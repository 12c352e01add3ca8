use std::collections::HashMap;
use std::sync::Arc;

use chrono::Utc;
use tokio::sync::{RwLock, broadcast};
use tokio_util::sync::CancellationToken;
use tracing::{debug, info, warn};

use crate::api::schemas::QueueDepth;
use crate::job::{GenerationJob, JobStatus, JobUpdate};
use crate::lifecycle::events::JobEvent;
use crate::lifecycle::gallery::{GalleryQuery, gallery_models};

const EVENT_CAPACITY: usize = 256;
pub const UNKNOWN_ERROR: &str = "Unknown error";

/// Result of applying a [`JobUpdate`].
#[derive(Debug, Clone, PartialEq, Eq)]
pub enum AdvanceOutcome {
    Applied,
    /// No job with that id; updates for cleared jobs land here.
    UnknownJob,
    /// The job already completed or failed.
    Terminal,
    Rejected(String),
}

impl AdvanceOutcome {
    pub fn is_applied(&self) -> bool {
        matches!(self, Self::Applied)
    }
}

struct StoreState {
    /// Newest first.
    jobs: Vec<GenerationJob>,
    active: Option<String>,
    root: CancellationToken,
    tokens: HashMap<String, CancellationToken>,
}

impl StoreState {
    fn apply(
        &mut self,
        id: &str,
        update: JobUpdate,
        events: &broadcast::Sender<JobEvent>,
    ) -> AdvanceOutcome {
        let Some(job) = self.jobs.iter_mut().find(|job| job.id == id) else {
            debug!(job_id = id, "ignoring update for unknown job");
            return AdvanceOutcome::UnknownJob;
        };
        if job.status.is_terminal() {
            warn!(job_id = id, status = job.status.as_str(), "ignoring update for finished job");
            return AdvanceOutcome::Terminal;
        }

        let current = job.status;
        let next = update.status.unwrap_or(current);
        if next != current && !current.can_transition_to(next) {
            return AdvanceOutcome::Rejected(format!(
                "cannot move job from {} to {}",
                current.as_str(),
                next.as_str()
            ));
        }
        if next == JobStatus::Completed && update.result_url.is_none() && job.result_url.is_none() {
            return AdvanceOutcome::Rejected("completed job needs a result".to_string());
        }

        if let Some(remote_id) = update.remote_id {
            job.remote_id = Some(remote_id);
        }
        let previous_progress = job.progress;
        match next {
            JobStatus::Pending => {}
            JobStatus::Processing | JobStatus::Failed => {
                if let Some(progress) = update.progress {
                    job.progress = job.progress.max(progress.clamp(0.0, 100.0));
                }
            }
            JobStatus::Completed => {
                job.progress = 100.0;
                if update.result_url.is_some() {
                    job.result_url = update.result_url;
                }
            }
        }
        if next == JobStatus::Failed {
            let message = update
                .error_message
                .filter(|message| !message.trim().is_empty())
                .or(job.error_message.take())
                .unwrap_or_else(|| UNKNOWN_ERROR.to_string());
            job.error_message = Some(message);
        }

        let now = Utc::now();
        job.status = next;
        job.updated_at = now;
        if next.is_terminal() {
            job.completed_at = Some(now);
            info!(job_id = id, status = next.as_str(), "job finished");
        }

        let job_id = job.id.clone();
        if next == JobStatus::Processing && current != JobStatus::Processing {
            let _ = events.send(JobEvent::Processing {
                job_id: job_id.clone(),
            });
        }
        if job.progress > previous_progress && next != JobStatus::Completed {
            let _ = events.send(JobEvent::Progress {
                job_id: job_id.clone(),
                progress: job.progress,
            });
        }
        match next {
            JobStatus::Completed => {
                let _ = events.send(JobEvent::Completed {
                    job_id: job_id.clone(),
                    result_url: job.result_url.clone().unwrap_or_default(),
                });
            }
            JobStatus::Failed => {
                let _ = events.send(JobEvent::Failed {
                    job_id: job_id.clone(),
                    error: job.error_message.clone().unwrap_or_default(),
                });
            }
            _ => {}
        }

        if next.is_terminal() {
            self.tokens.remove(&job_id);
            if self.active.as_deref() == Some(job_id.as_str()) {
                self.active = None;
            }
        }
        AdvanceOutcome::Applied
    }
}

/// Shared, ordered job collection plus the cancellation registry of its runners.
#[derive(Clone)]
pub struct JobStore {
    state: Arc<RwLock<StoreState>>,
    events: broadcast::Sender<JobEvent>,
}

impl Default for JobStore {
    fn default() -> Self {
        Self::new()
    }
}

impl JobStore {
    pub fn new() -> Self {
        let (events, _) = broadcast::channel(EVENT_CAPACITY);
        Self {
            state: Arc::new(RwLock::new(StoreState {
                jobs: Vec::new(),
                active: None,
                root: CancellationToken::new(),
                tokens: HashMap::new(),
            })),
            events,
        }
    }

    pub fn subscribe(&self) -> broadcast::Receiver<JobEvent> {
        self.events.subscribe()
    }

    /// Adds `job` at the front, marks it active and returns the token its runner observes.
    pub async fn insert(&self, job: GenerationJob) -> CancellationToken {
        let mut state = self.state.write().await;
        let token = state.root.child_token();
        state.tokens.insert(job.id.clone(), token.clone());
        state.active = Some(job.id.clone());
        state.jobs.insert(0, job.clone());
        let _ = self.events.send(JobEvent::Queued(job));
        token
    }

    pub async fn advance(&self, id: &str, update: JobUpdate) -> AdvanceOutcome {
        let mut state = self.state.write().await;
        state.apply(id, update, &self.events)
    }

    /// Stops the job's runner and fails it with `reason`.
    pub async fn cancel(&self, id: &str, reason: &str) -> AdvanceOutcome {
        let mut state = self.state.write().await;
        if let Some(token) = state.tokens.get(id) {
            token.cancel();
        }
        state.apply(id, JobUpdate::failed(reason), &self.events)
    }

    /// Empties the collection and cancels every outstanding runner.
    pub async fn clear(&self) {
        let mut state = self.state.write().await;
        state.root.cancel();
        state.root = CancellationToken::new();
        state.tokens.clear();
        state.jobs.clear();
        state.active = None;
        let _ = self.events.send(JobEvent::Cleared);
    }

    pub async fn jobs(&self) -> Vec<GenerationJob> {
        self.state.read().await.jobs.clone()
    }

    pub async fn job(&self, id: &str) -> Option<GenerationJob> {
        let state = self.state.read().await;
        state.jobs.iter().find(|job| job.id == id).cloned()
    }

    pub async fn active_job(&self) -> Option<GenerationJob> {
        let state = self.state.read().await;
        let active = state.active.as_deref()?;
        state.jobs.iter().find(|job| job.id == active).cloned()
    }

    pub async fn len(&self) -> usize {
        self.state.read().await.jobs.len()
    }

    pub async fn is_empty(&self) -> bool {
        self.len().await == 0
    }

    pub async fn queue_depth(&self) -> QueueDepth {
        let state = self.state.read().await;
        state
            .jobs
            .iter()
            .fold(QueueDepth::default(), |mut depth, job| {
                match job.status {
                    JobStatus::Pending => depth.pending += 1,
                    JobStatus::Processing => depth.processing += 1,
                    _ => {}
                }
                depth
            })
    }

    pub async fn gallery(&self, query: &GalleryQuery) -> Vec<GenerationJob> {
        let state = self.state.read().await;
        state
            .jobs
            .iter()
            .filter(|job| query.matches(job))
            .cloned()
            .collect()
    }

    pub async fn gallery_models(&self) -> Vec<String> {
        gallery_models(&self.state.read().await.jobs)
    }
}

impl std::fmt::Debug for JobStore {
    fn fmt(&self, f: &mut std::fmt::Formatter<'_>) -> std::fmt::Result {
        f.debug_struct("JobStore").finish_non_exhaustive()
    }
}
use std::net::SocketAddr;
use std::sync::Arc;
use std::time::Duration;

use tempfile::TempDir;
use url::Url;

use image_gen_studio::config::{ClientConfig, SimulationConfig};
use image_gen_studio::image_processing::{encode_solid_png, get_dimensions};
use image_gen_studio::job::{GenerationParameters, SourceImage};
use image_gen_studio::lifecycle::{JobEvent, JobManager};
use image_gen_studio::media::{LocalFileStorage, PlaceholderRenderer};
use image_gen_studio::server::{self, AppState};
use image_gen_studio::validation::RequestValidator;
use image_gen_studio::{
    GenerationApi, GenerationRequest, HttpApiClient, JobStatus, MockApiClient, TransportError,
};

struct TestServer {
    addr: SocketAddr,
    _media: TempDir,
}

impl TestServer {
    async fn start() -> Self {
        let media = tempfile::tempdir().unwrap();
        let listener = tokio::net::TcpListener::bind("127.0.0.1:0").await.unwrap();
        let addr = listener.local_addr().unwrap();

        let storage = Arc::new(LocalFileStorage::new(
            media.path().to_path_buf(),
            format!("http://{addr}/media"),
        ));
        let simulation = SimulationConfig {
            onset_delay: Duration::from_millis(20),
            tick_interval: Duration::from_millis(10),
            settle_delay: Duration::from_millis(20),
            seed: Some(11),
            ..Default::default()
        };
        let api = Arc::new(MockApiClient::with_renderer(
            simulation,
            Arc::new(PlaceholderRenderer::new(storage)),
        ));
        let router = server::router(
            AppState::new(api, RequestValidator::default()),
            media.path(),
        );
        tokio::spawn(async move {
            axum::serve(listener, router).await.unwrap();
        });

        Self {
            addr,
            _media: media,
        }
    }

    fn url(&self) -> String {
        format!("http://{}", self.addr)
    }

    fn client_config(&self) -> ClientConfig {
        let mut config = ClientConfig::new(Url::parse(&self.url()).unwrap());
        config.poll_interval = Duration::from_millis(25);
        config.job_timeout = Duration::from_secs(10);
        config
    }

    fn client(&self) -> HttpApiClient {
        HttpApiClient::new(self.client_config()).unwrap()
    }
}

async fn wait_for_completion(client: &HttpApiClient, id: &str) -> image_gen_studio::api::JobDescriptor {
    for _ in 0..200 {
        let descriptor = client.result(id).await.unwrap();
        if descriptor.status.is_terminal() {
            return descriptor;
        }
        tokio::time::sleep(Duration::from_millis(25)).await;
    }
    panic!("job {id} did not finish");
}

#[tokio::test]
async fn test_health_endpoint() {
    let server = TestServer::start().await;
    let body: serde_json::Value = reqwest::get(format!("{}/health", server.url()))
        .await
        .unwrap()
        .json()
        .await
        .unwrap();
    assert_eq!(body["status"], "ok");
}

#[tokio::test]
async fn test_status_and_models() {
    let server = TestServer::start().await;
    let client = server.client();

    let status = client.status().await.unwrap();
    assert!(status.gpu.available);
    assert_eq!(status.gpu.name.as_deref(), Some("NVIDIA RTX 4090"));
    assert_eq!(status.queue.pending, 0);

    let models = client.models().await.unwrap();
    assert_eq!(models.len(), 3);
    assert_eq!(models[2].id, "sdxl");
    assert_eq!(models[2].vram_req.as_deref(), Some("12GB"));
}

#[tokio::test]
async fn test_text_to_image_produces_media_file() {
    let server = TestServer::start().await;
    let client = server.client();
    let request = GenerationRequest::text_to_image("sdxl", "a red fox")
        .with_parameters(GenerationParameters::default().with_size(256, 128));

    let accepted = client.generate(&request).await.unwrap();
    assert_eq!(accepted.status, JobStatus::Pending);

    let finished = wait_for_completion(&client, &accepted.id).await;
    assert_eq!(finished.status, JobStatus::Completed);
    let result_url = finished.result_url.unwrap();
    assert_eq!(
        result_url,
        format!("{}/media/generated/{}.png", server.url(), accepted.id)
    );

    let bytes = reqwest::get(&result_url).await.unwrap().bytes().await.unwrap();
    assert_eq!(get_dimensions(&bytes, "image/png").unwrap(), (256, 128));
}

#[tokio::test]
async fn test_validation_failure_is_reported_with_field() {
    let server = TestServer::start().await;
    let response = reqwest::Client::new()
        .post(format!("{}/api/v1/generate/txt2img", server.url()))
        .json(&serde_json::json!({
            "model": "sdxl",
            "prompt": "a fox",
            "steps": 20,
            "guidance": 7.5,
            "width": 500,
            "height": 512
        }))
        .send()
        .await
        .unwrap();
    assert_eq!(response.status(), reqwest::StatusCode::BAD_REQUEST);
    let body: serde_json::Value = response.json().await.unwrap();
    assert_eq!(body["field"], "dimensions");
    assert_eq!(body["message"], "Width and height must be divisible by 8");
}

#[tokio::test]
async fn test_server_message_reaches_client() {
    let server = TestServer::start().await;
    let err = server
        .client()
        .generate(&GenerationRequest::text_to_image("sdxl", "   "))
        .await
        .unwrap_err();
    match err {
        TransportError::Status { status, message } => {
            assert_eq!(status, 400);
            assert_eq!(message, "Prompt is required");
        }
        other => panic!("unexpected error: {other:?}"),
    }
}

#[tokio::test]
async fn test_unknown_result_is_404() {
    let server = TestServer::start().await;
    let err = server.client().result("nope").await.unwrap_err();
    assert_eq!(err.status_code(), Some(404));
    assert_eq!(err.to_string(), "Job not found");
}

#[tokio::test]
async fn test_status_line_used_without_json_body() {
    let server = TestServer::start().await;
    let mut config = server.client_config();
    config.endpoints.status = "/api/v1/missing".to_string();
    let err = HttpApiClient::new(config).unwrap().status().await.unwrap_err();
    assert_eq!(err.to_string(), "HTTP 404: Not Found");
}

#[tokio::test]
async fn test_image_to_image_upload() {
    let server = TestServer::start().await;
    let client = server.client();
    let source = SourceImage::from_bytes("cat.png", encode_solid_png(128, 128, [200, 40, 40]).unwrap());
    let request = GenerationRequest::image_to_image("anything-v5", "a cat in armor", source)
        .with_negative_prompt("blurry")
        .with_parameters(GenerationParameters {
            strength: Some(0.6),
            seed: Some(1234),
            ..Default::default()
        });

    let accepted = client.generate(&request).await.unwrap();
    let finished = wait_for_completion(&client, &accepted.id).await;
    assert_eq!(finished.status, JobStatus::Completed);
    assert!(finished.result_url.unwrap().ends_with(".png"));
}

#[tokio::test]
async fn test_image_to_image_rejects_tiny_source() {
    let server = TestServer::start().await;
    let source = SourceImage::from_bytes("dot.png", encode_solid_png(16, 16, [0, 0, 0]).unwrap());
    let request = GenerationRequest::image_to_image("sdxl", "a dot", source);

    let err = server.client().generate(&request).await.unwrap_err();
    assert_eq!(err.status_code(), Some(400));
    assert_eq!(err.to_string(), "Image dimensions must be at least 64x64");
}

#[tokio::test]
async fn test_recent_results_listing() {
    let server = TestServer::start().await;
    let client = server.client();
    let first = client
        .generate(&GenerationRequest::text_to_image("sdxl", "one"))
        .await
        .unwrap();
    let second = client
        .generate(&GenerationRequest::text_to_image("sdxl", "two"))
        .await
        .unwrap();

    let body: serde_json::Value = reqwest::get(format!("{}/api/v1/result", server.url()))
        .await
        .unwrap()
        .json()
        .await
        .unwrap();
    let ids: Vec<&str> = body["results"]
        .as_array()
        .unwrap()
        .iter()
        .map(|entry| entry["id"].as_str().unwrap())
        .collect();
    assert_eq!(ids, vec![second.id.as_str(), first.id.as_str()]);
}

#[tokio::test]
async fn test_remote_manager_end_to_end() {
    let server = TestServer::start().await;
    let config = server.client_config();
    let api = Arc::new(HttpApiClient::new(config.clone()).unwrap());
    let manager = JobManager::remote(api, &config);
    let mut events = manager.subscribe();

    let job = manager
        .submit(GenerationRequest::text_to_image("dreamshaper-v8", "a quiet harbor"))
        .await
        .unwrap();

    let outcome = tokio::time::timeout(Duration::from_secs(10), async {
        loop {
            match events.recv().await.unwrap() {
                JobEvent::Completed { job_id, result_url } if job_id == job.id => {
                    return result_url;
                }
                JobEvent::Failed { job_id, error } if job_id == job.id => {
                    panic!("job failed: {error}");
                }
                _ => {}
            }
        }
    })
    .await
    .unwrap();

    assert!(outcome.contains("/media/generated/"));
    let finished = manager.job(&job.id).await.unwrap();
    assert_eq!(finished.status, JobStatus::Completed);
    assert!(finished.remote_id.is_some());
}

####################

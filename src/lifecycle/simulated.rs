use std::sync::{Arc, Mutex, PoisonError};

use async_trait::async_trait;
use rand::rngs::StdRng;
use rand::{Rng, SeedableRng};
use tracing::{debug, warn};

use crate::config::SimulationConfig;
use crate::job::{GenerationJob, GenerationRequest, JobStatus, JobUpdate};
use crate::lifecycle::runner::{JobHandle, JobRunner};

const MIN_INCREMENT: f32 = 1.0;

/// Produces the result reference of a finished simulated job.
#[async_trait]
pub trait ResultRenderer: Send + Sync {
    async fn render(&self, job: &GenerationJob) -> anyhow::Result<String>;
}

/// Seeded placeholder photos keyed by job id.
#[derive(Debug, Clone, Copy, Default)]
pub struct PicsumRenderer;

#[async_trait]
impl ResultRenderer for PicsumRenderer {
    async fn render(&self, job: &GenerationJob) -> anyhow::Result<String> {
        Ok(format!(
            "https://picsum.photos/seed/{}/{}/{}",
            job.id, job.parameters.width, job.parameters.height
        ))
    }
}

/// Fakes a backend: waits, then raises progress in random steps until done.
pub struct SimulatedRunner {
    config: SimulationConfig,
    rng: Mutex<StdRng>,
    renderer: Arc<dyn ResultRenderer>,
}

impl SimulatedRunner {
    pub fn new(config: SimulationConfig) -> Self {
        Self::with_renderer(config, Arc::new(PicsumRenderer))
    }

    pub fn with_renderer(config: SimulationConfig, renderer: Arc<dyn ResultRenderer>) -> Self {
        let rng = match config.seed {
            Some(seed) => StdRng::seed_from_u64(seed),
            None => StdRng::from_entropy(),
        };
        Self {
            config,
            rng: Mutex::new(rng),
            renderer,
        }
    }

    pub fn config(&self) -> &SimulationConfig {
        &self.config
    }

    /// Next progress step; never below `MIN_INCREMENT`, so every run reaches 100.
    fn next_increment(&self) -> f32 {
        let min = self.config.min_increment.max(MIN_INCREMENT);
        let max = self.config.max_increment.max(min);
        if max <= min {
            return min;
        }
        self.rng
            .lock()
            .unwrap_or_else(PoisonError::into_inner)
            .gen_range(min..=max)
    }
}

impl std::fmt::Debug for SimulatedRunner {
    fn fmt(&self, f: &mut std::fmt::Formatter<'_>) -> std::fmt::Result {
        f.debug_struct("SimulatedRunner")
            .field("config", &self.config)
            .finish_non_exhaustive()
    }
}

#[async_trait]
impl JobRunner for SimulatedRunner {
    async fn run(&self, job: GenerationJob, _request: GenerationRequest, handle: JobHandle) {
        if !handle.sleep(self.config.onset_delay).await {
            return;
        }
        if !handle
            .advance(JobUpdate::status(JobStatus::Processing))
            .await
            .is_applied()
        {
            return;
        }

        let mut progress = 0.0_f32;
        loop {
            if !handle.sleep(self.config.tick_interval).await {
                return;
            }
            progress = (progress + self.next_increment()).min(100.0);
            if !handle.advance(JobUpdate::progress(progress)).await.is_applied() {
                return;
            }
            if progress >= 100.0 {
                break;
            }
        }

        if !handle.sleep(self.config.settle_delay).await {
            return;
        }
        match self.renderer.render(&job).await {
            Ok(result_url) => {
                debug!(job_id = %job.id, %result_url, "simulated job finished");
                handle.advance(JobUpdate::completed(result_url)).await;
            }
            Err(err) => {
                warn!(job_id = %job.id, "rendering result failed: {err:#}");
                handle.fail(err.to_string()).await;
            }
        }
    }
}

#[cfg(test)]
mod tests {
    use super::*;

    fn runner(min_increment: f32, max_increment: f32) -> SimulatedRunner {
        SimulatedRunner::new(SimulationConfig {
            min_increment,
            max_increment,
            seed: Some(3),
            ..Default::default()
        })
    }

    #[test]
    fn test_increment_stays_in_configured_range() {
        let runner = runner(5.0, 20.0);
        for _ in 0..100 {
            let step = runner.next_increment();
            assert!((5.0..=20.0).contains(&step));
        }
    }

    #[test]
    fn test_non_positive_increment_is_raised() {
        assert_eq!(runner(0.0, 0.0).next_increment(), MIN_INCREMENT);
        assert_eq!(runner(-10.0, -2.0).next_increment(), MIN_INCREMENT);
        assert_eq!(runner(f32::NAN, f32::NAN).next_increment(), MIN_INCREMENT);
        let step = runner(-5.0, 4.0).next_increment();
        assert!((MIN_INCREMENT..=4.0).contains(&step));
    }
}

####################

* **YOUR ASSIGNMENT**: Within the listing above, give again exactly every line from the line with "repository 12c352e01add3ca8" through the line with "use crate::api::schemas::QueueDepth;", both included, and no other line.

* **ANSWER BELOW**:
repository 12c352e01add3ca8
use std::collections::HashMap;
use std::sync::Arc;

use chrono::Utc;
use tokio::sync::{RwLock, broadcast};
use tokio_util::sync::CancellationToken;
use tracing::{debug, info, warn};

use crate::api::schemas::QueueDepth;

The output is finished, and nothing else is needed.